**WHAT IS NEEDED:** Return, from the data that follows, each line that holds the word "left".
--
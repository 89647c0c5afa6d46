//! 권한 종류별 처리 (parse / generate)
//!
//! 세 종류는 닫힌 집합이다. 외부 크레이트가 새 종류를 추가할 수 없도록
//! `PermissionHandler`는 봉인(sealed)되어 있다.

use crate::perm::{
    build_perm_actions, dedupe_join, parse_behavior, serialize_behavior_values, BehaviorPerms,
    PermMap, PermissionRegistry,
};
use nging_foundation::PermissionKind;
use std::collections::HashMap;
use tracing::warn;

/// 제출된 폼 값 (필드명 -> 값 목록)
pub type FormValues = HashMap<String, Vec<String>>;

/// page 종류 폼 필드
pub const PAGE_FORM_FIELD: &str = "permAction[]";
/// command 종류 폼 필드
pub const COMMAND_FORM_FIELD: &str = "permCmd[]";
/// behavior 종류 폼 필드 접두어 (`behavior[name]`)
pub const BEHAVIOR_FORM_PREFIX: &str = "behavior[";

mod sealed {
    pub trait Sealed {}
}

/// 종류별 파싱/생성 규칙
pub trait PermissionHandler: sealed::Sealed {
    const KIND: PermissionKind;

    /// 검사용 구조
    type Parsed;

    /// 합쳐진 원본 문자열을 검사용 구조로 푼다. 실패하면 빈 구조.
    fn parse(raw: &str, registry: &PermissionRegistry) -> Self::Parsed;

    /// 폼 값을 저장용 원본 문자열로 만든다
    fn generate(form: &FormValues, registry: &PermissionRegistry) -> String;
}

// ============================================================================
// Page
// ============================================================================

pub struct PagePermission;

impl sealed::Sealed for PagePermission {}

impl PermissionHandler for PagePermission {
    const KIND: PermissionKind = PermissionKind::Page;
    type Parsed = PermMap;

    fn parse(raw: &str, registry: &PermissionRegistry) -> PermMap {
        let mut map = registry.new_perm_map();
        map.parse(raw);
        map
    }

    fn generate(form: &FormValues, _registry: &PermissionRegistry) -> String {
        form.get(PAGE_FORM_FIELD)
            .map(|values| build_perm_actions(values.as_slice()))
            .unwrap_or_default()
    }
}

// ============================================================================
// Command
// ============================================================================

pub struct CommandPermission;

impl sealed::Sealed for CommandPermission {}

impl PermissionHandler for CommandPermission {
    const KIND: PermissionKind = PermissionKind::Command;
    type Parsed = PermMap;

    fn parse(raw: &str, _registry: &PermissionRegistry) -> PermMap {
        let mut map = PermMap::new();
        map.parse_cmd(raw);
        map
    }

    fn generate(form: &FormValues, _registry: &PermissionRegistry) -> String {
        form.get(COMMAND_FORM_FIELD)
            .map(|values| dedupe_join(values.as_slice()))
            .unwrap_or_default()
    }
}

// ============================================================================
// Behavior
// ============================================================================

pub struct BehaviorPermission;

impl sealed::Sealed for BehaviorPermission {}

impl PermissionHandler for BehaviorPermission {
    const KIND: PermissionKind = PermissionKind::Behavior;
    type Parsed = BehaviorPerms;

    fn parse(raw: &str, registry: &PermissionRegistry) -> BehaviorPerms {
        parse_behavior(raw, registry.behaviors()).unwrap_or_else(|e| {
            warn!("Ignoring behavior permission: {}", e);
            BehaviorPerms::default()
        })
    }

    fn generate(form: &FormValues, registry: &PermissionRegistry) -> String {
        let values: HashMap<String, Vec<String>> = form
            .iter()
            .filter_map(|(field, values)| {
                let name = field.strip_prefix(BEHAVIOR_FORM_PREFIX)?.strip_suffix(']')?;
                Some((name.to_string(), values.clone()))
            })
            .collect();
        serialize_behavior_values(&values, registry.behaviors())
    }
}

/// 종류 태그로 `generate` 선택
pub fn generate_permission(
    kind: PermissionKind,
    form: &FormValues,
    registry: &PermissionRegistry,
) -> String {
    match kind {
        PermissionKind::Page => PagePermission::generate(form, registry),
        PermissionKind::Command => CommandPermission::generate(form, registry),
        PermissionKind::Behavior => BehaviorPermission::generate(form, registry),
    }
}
--
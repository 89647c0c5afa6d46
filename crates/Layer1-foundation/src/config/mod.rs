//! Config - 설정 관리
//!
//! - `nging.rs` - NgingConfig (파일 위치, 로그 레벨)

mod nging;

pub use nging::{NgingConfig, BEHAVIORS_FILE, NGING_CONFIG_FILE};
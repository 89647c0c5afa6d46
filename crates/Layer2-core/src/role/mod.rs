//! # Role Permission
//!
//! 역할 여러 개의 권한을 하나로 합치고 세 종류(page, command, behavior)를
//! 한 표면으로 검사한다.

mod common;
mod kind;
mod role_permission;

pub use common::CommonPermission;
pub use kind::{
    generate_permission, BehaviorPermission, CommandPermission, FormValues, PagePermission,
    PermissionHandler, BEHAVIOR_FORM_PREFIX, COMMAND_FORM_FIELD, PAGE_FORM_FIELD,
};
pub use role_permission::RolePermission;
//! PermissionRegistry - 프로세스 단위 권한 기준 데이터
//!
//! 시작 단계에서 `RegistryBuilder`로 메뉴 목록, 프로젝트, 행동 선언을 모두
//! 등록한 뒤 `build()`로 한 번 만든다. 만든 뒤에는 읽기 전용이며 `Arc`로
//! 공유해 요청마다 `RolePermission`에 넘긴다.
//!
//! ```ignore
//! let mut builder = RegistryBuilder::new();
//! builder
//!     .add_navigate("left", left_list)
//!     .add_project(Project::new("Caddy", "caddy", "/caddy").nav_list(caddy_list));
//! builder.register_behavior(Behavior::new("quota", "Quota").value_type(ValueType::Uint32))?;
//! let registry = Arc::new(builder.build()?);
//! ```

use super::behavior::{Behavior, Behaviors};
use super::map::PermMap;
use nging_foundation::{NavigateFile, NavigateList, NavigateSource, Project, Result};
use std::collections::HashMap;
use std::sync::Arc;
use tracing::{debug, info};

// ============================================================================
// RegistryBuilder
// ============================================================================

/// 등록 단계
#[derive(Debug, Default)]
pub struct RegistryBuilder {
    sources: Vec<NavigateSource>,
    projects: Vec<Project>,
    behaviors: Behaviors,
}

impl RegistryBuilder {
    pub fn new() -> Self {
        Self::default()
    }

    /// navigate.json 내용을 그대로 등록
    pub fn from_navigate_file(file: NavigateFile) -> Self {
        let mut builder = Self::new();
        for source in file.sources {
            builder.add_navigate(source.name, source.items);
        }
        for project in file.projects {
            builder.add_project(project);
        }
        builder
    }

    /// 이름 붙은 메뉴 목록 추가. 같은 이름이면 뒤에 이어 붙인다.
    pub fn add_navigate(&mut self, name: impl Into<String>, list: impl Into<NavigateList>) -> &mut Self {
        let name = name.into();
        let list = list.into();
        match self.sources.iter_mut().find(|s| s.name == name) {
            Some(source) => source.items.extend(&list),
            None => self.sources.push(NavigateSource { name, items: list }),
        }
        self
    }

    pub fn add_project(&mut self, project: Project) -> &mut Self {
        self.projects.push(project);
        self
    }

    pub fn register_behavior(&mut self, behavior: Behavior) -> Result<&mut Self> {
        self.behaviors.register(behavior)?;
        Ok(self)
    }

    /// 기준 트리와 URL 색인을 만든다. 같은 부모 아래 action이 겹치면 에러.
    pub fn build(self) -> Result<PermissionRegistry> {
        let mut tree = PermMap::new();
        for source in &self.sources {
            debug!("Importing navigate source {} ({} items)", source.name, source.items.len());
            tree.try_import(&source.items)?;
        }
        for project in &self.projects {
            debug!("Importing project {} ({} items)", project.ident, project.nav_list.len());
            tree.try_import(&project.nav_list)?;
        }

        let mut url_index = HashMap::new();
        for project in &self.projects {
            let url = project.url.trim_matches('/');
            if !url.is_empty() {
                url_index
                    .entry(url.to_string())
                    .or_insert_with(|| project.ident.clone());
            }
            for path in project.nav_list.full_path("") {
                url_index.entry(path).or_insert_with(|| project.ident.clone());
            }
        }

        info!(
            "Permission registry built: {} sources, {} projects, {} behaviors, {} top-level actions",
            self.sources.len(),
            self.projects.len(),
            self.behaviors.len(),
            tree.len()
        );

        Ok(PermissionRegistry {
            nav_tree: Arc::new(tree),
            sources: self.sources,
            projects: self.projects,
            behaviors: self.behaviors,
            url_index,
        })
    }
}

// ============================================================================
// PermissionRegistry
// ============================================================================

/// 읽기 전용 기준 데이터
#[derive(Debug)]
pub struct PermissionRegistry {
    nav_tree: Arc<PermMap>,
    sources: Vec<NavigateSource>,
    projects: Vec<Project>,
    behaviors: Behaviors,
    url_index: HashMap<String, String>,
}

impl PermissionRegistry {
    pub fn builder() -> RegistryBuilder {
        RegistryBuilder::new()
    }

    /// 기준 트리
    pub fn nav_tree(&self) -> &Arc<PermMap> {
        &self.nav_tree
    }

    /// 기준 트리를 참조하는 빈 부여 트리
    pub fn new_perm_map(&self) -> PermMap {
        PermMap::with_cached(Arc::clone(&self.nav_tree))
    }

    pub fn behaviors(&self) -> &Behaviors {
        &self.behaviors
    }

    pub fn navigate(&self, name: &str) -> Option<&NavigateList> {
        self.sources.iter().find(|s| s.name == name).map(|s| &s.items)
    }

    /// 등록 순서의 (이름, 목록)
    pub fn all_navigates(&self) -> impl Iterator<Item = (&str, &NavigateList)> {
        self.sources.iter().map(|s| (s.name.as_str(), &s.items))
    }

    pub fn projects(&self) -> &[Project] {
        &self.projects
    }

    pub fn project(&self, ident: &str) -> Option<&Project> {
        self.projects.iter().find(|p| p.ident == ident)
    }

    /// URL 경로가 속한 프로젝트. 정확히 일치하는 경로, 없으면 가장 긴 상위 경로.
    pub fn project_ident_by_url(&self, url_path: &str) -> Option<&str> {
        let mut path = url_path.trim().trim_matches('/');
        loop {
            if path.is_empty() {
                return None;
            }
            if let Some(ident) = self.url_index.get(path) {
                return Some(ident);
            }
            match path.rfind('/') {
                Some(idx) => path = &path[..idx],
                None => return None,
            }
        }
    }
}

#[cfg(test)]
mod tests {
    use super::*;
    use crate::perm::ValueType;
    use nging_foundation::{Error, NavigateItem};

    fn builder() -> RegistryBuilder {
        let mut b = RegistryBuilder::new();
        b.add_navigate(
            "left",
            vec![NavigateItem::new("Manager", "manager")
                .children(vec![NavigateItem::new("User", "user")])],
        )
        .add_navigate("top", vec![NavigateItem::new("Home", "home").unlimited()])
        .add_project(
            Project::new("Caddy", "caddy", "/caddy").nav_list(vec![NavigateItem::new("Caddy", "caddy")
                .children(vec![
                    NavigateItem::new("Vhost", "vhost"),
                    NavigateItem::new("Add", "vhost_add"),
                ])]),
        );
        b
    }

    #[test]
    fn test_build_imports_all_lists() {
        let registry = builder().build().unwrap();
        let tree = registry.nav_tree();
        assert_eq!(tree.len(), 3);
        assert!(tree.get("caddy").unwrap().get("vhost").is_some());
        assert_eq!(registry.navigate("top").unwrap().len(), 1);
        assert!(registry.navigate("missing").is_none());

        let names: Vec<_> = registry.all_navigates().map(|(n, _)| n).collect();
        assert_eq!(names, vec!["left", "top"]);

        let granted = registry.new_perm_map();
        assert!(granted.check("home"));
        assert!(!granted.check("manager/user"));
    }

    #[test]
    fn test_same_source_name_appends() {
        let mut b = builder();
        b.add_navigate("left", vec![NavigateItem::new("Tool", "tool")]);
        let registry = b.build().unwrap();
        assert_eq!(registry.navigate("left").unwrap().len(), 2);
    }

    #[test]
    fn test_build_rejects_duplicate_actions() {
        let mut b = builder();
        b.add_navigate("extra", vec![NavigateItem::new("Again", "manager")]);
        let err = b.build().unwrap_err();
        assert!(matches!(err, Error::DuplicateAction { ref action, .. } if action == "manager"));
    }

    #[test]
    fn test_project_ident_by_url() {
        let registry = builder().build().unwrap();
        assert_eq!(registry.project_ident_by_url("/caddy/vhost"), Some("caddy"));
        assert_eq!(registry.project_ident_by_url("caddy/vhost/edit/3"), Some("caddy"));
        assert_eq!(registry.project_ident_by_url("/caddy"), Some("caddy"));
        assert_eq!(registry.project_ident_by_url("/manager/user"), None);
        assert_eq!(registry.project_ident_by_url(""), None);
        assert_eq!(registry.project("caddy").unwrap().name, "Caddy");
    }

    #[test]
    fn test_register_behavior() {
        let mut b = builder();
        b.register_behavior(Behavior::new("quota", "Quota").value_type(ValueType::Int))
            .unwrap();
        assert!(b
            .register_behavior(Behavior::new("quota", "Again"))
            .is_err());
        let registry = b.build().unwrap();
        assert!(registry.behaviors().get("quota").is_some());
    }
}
--
**EXPECTED ANSWER:**
//!     .add_navigate("left", left_list)
            "left",
        assert_eq!(names, vec!["left", "top"]);
        b.add_navigate("left", vec![NavigateItem::new("Tool", "tool")]);
        assert_eq!(registry.navigate("left").unwrap().len(), 2);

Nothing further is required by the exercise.